Alors que la RPC s’engage dans une nouvelle phase de son développement économique, qualifiée de « double circulation » par Xi Jinping, sa situation économique et en termes d’approvisionnement, particulièrement de composants stratégiques (semi-conducteurs), est de plus en plus critique. C’est pourquoi Pékin souhaite s’appuyer toujours plus sur la consommation intérieure, sur fond de découplage des économies et de rapatriement des secteurs d’activité les plus sensibles.

Avec le danger croît ce qui sauve

La Covid-19 a irréversiblement décillé le regard des Européens sur la dangerosité du régime chinois et les a incités à revenir à leurs fondamentaux : préserver leurs réserves stratégiques ; maintenir leur développement industriel et technologique ; défendre une certaine idée de l’homme face à toutes les dictatures, et notamment celle de la Chine qui a clairement montré que la technocratie capitaliste alliée à un régime marxiste engendrait des formes d’aliénation totalement inédites.

« Avec le danger croît ce qui sauve », disait le poète Hölderlin. Cette prise de conscience a gagné l’ensemble de la société française. Tout récemment, tandis que le ministre des Affaires étrangères Wang Yi, envoyé par Xi Jinping, effectuait une tournée dans les pays du nord de l’Europe, le diplomate Yang Jiechi, dépêché par le Parti, se chargeait du sud. Il s’agissait de diviser les Européens contre les États-Unis et de tâter le terrain sur la mise en place de la 5G par Huawei. Les Européens ont tenu. Illustration : pendant qu’Emmanuel Macron recevait – au mépris des usages protocolaires – Wang Yi à l’Élysée, le Quai d’Orsay donnait son feu vert à l’ouverture d’un deuxième bureau de représentation de Taïwan en France. Ce dernier sera inauguré à Aix-en-Provence avant la fin 2020. L’ouverture d’un troisième bureau sur le territoire national est envisagée. Qu’est-ce à dire ? Que Taïwan cesse d’être l’angle mort d’un nombre croissant de diplomaties européennes. Les choix de Donald Trump allant dans le même sens agissent d’ailleurs comme un puissant aiguillon.

Le montant exponentiel des investissements chinois en Europe entre 2008 et 2016 (en net recul depuis) dévoile par ailleurs les intentions de Pékin : asservir l’Europe par la dette, capter des savoir-faire, et favoriser une sortie des capitaux de Chine. C’est à ces problématiques que les dirigeants européens ont eu à penser le 14 septembre (notamment en renforçant les mécanismes de filtrage). Dans tous les cas de figure, l’endiguement de la Chine apparaît désormais aux yeux de divers pays de l’UE comme une priorité stratégique, même s’il convient bien sûr de maintenir le dialogue pour éviter le pire.

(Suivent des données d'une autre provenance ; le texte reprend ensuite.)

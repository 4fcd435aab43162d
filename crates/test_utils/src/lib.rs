//! Test Utilities Crate
//!
//! Provides shared test infrastructure, fixtures, and helpers for the
//! rating and claims test suites.
//!
//! # Modules
//!
//! - `fixtures`: Pre-built test data for common entities
//! - `builders`: Builder patterns for test data construction
//! - `assertions`: Custom assertion helpers for domain types
//! - `generators`: Property-based test data generators

pub mod fixtures;
pub mod builders;
pub mod assertions;
pub mod generators;

pub use fixtures::*;
pub use builders::*;
pub use assertions::*;
pub use generators::*;

use std::sync::Once;
use tracing_subscriber::EnvFilter;

static TRACING: Once = Once::new();

/// Installs a test-friendly tracing subscriber once per process
///
/// Honours `RUST_LOG`, defaulting to `debug` for the domain crates. Output
/// goes through the test writer so it only shows for failing tests.
pub fn init_test_tracing() {
    TRACING.call_once(|| {
        let filter = EnvFilter::try_from_default_env()
            .unwrap_or_else(|_| EnvFilter::new("domain_rating=debug,domain_claims=debug"));
        let _ = tracing_subscriber::fmt()
            .with_env_filter(filter)
            .with_test_writer()
            .try_init();
    });
}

L’Europe est face à son propre destin. Alors que la compétition stratégique et industrielle entre la Chine et les États-Unis se déploie sur le Vieux Continent, l’UE semble aujourd’hui en mesure de faire entendre sa voix. Comme l’a rappelé Charles Michel lors du sommet du 14 septembre dernier : « L’Europe doit être un acteur, pas un terrain de jeu. »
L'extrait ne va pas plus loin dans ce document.